• _WORK ITEM_
Restate word for word the lines of the records below, starting at the line that contains "pub fn session_token(&self)" and ending at the line that contains "assert_eq!(fields[0], hs.session_token());", with both of those lines included and nothing else.

• _EXERCISE MATERIALS_
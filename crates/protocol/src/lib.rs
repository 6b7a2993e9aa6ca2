//! Wire protocol for the wirebeat real-time messaging server.
//!
//! Defines the legacy colon-delimited frame format exchanged over a
//! WebSocket connection, the handshake record served during session
//! negotiation, and the protocol timing constants.

pub mod constants;
pub mod frame;
pub mod handshake;

// Re-export primary types for convenience.
pub use constants::{CLOSE_TIMEOUT_SECS, HEARTBEAT_PERIOD, HEARTBEAT_PERIOD_SECS, TRANSPORT_NAME};
pub use frame::{EncodeError, Message};
pub use handshake::Handshake;
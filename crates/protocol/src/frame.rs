//! Frame codec for the legacy colon-delimited wire format.
//!
//! # Wire format
//!
//! ```text
//! FRAME:     [1 digit: type code] ":" [digits: message id, optional]
//!            ["+": ack-requested marker, optional] ":" [data]
//!
//! DISCONNECT: "0::"
//! CONNECT:    "1::"
//! HEARTBEAT:  "2::"
//! EVENT:      "5:::" ++ {"name": <string>, "args": [<json>...]}
//! ```
//!
//! Each transport message carries exactly one frame. Decoding is
//! prefix-based: the first fully-formed frame wins and trailing bytes are
//! ignored, including after the event JSON object.

use serde::{Deserialize, Serialize};
use serde_json::Value;

/// A protocol message as carried by one wire frame.
///
/// Only `Disconnect`, `Connect`, `Heartbeat`, and `Event` travel on the
/// wire. The remaining variants mirror the legacy type codes `3`, `4`,
/// `6`, `7`, and `8`; they are reserved for wire-format compatibility and
/// are never encoded or decoded by this engine.
#[derive(Debug, Clone, PartialEq)]
pub enum Message {
    /// `0::`: either side ends the session.
    Disconnect,
    /// `1::`: handshake acknowledgment, sent by the server on accept.
    Connect,
    /// `2::`: liveness probe, and the client's reply to one.
    Heartbeat,
    /// `5:::{...}`: a named application event with an ordered payload.
    Event {
        name: String,
        args: Vec<Value>,
    },
    /// Reserved legacy code `3`.
    Raw(String),
    /// Reserved legacy code `4`.
    Json(Value),
    /// Reserved legacy code `6`.
    Ack,
    /// Reserved legacy code `7`.
    Error,
    /// Reserved legacy code `8`.
    Noop,
}

/// Errors produced when encoding a [`Message`] for the wire.
#[derive(Debug, thiserror::Error)]
pub enum EncodeError {
    /// The variant is reserved and has no wire encoding.
    #[error("message variant is reserved and cannot be encoded")]
    Reserved,

    #[error("JSON error: {0}")]
    Json(#[from] serde_json::Error),
}

/// Serialized body of an event frame. Field order is the wire order.
#[derive(Serialize)]
struct EventBody<'a> {
    name: &'a str,
    args: &'a [Value],
}

impl Message {
    /// Creates an [`Message::Event`] from a name and payload values.
    pub fn event(name: impl Into<String>, args: Vec<Value>) -> Self {
        Message::Event {
            name: name.into(),
            args,
        }
    }

    /// Encodes the message as one wire frame.
    ///
    /// Reserved variants are never produced internally; encoding one
    /// returns [`EncodeError::Reserved`].
    pub fn encode(&self) -> Result<String, EncodeError> {
        match self {
            Message::Disconnect => Ok("0::".to_string()),
            Message::Connect => Ok("1::".to_string()),
            Message::Heartbeat => Ok("2::".to_string()),
            Message::Event { name, args } => {
                let body = serde_json::to_string(&EventBody { name, args })?;
                Ok(format!("5:::{body}"))
            }
            Message::Raw(_) | Message::Json(_) | Message::Ack | Message::Error | Message::Noop => {
                Err(EncodeError::Reserved)
            }
        }
    }

    /// Decodes the first frame in `raw`.
    ///
    /// Returns `None` for an unknown type code or a malformed frame; the
    /// caller treats that as a protocol violation. Trailing bytes after a
    /// fully-formed frame are accepted.
    pub fn decode(raw: &str) -> Option<Message> {
        let bytes = raw.as_bytes();
        let code = *bytes.first()?;
        if !code.is_ascii_digit() {
            return None;
        }

        let mut idx = 1;
        if bytes.get(idx) != Some(&b':') {
            return None;
        }
        idx += 1;

        // Optional numeric message id, discarded.
        while bytes.get(idx).is_some_and(u8::is_ascii_digit) {
            idx += 1;
        }
        // Optional ack-requested marker, accepted but not surfaced.
        if bytes.get(idx) == Some(&b'+') {
            idx += 1;
        }
        if bytes.get(idx) != Some(&b':') {
            return None;
        }
        idx += 1;

        let rest = &raw[idx..];
        match code {
            b'0' => Some(Message::Disconnect),
            b'1' => Some(Message::Connect),
            b'2' => Some(Message::Heartbeat),
            b'5' => decode_event(rest),
            _ => None,
        }
    }
}

/// Decodes the body of an event frame: a further `:` then a JSON object
/// with a required `name` string and an optional `args` array.
fn decode_event(rest: &str) -> Option<Message> {
    let json = rest.strip_prefix(':')?;

    // Parse the first JSON value only; trailing bytes are allowed.
    let mut de = serde_json::Deserializer::from_str(json);
    let value = serde_json::Value::deserialize(&mut de).ok()?;

    let obj = value.as_object()?;
    let name = obj.get("name")?.as_str()?.to_string();
    let args = match obj.get("args") {
        None | Some(Value::Null) => Vec::new(),
        Some(Value::Array(args)) => args.clone(),
        Some(_) => return None,
    };

    Some(Message::Event { name, args })
}
//! Session negotiation record.
//!
//! Before the transport upgrade, the client requests a handshake over
//! HTTP and receives a colon-separated record naming the session token,
//! the heartbeat period, the close timeout, and the transport. The HTTP
//! endpoint itself lives outside this crate; the record it must serve is
//! defined here.

use uuid::Uuid;

use crate::constants::{CLOSE_TIMEOUT_SECS, HEARTBEAT_PERIOD_SECS, TRANSPORT_NAME};

/// A freshly negotiated session.
#[derive(Debug, Clone)]
pub struct Handshake {
    session_token: String,
}

impl Handshake {
    /// Mints a handshake with a random session token.
    pub fn new() -> Self {
        Self {
            session_token: Uuid::new_v4().to_string(),
        }
    }

    /// The session token identifying this negotiation.
    pub fn session_token(&self) -> &str {
        &self.session_token
    }

    /// The record served to the client:
    /// `{token}:{heartbeat_secs}:{close_timeout_secs}:{transport}`.
    pub fn record(&self) -> String {
        format!(
            "{}:{}:{}:{}",
            self.session_token, HEARTBEAT_PERIOD_SECS, CLOSE_TIMEOUT_SECS, TRANSPORT_NAME
        )
    }
}

impl Default for Handshake {
    fn default() -> Self {
        Self::new()
    }
}

#[cfg(test)]
mod tests {
    use super::*;

    #[test]
    fn record_has_four_fields() {
        let hs = Handshake::new();
        let record = hs.record();
        let fields: Vec<&str> = record.split(':').collect();
        assert_eq!(fields.len(), 4);
        assert_eq!(fields[0], hs.session_token());
        assert_eq!(fields[1], "60");
        assert_eq!(fields[2], "60");
        assert_eq!(fields[3], "websocket");
    }

    #[test]
    fn tokens_are_unique() {
        let a = Handshake::new();
        let b = Handshake::new();
        assert_ne!(a.session_token(), b.session_token());
    }

    #[test]
    fn token_is_not_empty() {
        assert!(!Handshake::new().session_token().is_empty());
    }
}
//! Accepting WebSocket server.
//!
//! Listens on a TCP port, upgrades incoming connections to WebSocket,
//! and runs one isolated session per client. The application supplies a
//! registration closure that populates each connection's routing table
//! before the session starts processing frames.

use std::net::SocketAddr;
use std::sync::Arc;
use std::time::Duration;

use tokio::net::TcpListener;
use tokio::sync::Mutex;
use tokio_tungstenite::accept_async;
use tokio_util::sync::CancellationToken;

use wirebeat_protocol::constants::HEARTBEAT_PERIOD;

use crate::ServerError;
use crate::connection::{Connection, IdGenerator};
use crate::outbox::outbox;
use crate::router::RouterBuilder;
use crate::session::run_session;

/// Server configuration.
#[derive(Debug, Clone)]
pub struct ServerConfig {
    /// TCP port to listen on (0 = OS-assigned).
    pub port: u16,
    /// Heartbeat acknowledgment window. Defaults to the protocol's
    /// advertised period; tests and embedders may tighten it.
    pub heartbeat_period: Duration,
}

impl Default for ServerConfig {
    fn default() -> Self {
        Self {
            port: 0,
            heartbeat_period: HEARTBEAT_PERIOD,
        }
    }
}

type Setup = dyn Fn(&mut RouterBuilder) + Send + Sync;

/// The accepting WebSocket server.
///
/// Each accepted client gets its own routing table snapshot, outbound
/// queue, and session tasks; connections never share state.
pub struct SocketServer {
    config: ServerConfig,
    setup: Arc<Setup>,
    ids: IdGenerator,
    cancel: CancellationToken,
    local_addr: Mutex<Option<SocketAddr>>,
}

impl SocketServer {
    /// Creates a new server.
    ///
    /// `setup` is the application's registration sequence; it runs once
    /// per accepted connection against an empty [`RouterBuilder`], and
    /// the resulting table is frozen before the first frame is handled.
    pub fn new(config: ServerConfig, setup: impl Fn(&mut RouterBuilder) + Send + Sync + 'static) -> Arc<Self> {
        Arc::new(Self {
            config,
            setup: Arc::new(setup),
            ids: IdGenerator::new(),
            cancel: CancellationToken::new(),
            local_addr: Mutex::new(None),
        })
    }

    /// Returns the local address the server is listening on.
    ///
    /// Only available after [`run`](Self::run) binds the socket.
    pub async fn local_addr(&self) -> Option<SocketAddr> {
        *self.local_addr.lock().await
    }

    /// Returns the listening port (0 if not yet bound).
    pub async fn port(&self) -> u16 {
        self.local_addr.lock().await.map(|a| a.port()).unwrap_or(0)
    }

    /// Gracefully shuts down the server and every live session.
    pub fn shutdown(&self) {
        self.cancel.cancel();
    }

    /// Runs the server until cancellation.
    pub async fn run(self: &Arc<Self>) -> Result<(), ServerError> {
        let addr: SocketAddr = ([0, 0, 0, 0], self.config.port).into();
        let listener = TcpListener::bind(addr).await?;

        let local_addr = listener.local_addr()?;
        *self.local_addr.lock().await = Some(local_addr);
        tracing::info!("server listening on {local_addr}");

        loop {
            tokio::select! {
                _ = self.cancel.cancelled() => {
                    tracing::info!("server shutting down");
                    break Ok(());
                }

                result = listener.accept() => {
                    match result {
                        Ok((stream, peer_addr)) => {
                            let server = Arc::clone(self);
                            tokio::spawn(async move {
                                if let Err(e) = server.handle_connection(stream, peer_addr).await {
                                    tracing::error!(%peer_addr, "connection error: {e}");
                                }
                            });
                        }
                        Err(e) => {
                            tracing::error!("accept error: {e}");
                        }
                    }
                }
            }
        }
    }

    /// Upgrades one TCP connection and runs its session to completion.
    async fn handle_connection(
        self: &Arc<Self>,
        stream: tokio::net::TcpStream,
        peer_addr: SocketAddr,
    ) -> Result<(), ServerError> {
        let ws_stream = accept_async(stream).await?;
        tracing::info!(%peer_addr, "WebSocket connection established");

        // The routing table is frozen before any frame is dispatched.
        let mut routes = RouterBuilder::new();
        (self.setup)(&mut routes);
        let router = Arc::new(routes.build());

        let (tx, rx) = outbox();
        let conn = Connection::new(self.ids.mint(), tx);

        run_session(
            ws_stream,
            conn,
            rx,
            router,
            self.config.heartbeat_period,
            self.cancel.child_token(),
        )
        .await?;
        Ok(())
    }
}

#[cfg(test)]
mod tests {
    use super::*;
    use futures_util::{SinkExt, StreamExt};
    use serde_json::json;
    use std::sync::Mutex as StdMutex;
    use tokio_tungstenite::tungstenite::protocol::Message as WsMessage;
    use wirebeat_protocol::Message;

    async fn connect(port: u16) -> tokio_tungstenite::WebSocketStream<
        tokio_tungstenite::MaybeTlsStream<tokio::net::TcpStream>,
    > {
        let url = format!("ws://127.0.0.1:{port}");
        let (ws, _) = tokio_tungstenite::connect_async(&url).await.unwrap();
        ws
    }

    async fn next_text<S>(ws: &mut S) -> String
    where
        S: StreamExt<Item = Result<WsMessage, tokio_tungstenite::tungstenite::Error>> + Unpin,
    {
        loop {
            match ws.next().await.expect("stream open").expect("read frame") {
                WsMessage::Text(t) => return t.as_str().to_string(),
                _ => continue,
            }
        }
    }

    #[tokio::test]
    async fn server_binds_dynamic_port() {
        let server = SocketServer::new(ServerConfig::default(), |_routes| {});
        let server2 = Arc::clone(&server);

        let handle = tokio::spawn(async move {
            server2.run().await.unwrap();
        });

        // Wait for the server to bind.
        tokio::time::sleep(Duration::from_millis(50)).await;

        let port = server.port().await;
        assert!(port > 0, "should have bound to a dynamic port");

        server.shutdown();
        handle.await.unwrap();
    }

    #[tokio::test]
    async fn acknowledges_each_accepted_client() {
        let server = SocketServer::new(ServerConfig::default(), |_routes| {});
        let server2 = Arc::clone(&server);
        let handle = tokio::spawn(async move {
            server2.run().await.unwrap();
        });

        tokio::time::sleep(Duration::from_millis(50)).await;
        let port = server.port().await;

        // Sessions are isolated: every client gets its own handshake ack.
        let mut ws1 = connect(port).await;
        let mut ws2 = connect(port).await;
        assert_eq!(next_text(&mut ws1).await, "1::");
        assert_eq!(next_text(&mut ws2).await, "1::");

        server.shutdown();
        handle.await.unwrap();
    }

    #[tokio::test]
    async fn end_to_end_ping_pong_and_disconnect() {
        let fired = Arc::new(StdMutex::new(0));
        let fired2 = Arc::clone(&fired);

        let server = SocketServer::new(ServerConfig::default(), move |routes| {
            routes.on_plain("ping", |conn| async move {
                let _ = conn.send(Message::event("pong", vec![json!(1)]));
            });
            let fired = Arc::clone(&fired2);
            routes.on_disconnect(move |_conn| {
                let fired = Arc::clone(&fired);
                async move {
                    *fired.lock().unwrap() += 1;
                }
            });
        });
        let server2 = Arc::clone(&server);
        let handle = tokio::spawn(async move {
            server2.run().await.unwrap();
        });

        tokio::time::sleep(Duration::from_millis(50)).await;
        let port = server.port().await;
        let mut ws = connect(port).await;

        assert_eq!(next_text(&mut ws).await, "1::");

        ws.send(WsMessage::Text(
            r#"5:::{"name":"ping","args":[]}"#.to_string().into(),
        ))
        .await
        .unwrap();

        // The writer interleaves heartbeat probes; skip them.
        let reply = loop {
            let text = next_text(&mut ws).await;
            if text != "2::" {
                break text;
            }
        };
        assert_eq!(reply, r#"5:::{"name":"pong","args":[1]}"#);

        ws.send(WsMessage::Text("0::".to_string().into()))
            .await
            .unwrap();

        // Give the session time to tear down.
        tokio::time::sleep(Duration::from_millis(100)).await;
        assert_eq!(*fired.lock().unwrap(), 1);

        server.shutdown();
        handle.await.unwrap();
    }

    #[tokio::test]
    async fn shutdown_tears_down_live_sessions() {
        let server = SocketServer::new(ServerConfig::default(), |_routes| {});
        let server2 = Arc::clone(&server);
        let handle = tokio::spawn(async move {
            server2.run().await.unwrap();
        });

        tokio::time::sleep(Duration::from_millis(50)).await;
        let port = server.port().await;
        let mut ws = connect(port).await;
        assert_eq!(next_text(&mut ws).await, "1::");

        server.shutdown();
        handle.await.unwrap();

        // The server side closes; the client eventually sees the stream end.
        loop {
            match ws.next().await {
                None | Some(Err(_)) | Some(Ok(WsMessage::Close(_))) => break,
                Some(Ok(_)) => continue,
            }
        }
    }

    #[tokio::test]
    async fn fresh_routing_table_per_connection() {
        // The setup closure runs once per accepted connection.
        let builds = Arc::new(StdMutex::new(0));
        let builds2 = Arc::clone(&builds);

        let server = SocketServer::new(ServerConfig::default(), move |_routes| {
            *builds2.lock().unwrap() += 1;
        });
        let server2 = Arc::clone(&server);
        let handle = tokio::spawn(async move {
            server2.run().await.unwrap();
        });

        tokio::time::sleep(Duration::from_millis(50)).await;
        let port = server.port().await;

        let mut ws1 = connect(port).await;
        let mut ws2 = connect(port).await;
        assert_eq!(next_text(&mut ws1).await, "1::");
        assert_eq!(next_text(&mut ws2).await, "1::");

        assert_eq!(*builds.lock().unwrap(), 2);

        server.shutdown();
        handle.await.unwrap();
    }
}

• _WORKED SOLUTION_
    pub fn session_token(&self) -> &str {
        &self.session_token
    }

    /// The record served to the client:
    /// `{token}:{heartbeat_secs}:{close_timeout_secs}:{transport}`.
    pub fn record(&self) -> String {
        format!(
            "{}:{}:{}:{}",
            self.session_token, HEARTBEAT_PERIOD_SECS, CLOSE_TIMEOUT_SECS, TRANSPORT_NAME
        )
    }
}

impl Default for Handshake {
    fn default() -> Self {
        Self::new()
    }
}

#[cfg(test)]
mod tests {
    use super::*;

    #[test]
    fn record_has_four_fields() {
        let hs = Handshake::new();
        let record = hs.record();
        let fields: Vec<&str> = record.split(':').collect();
        assert_eq!(fields.len(), 4);
        assert_eq!(fields[0], hs.session_token());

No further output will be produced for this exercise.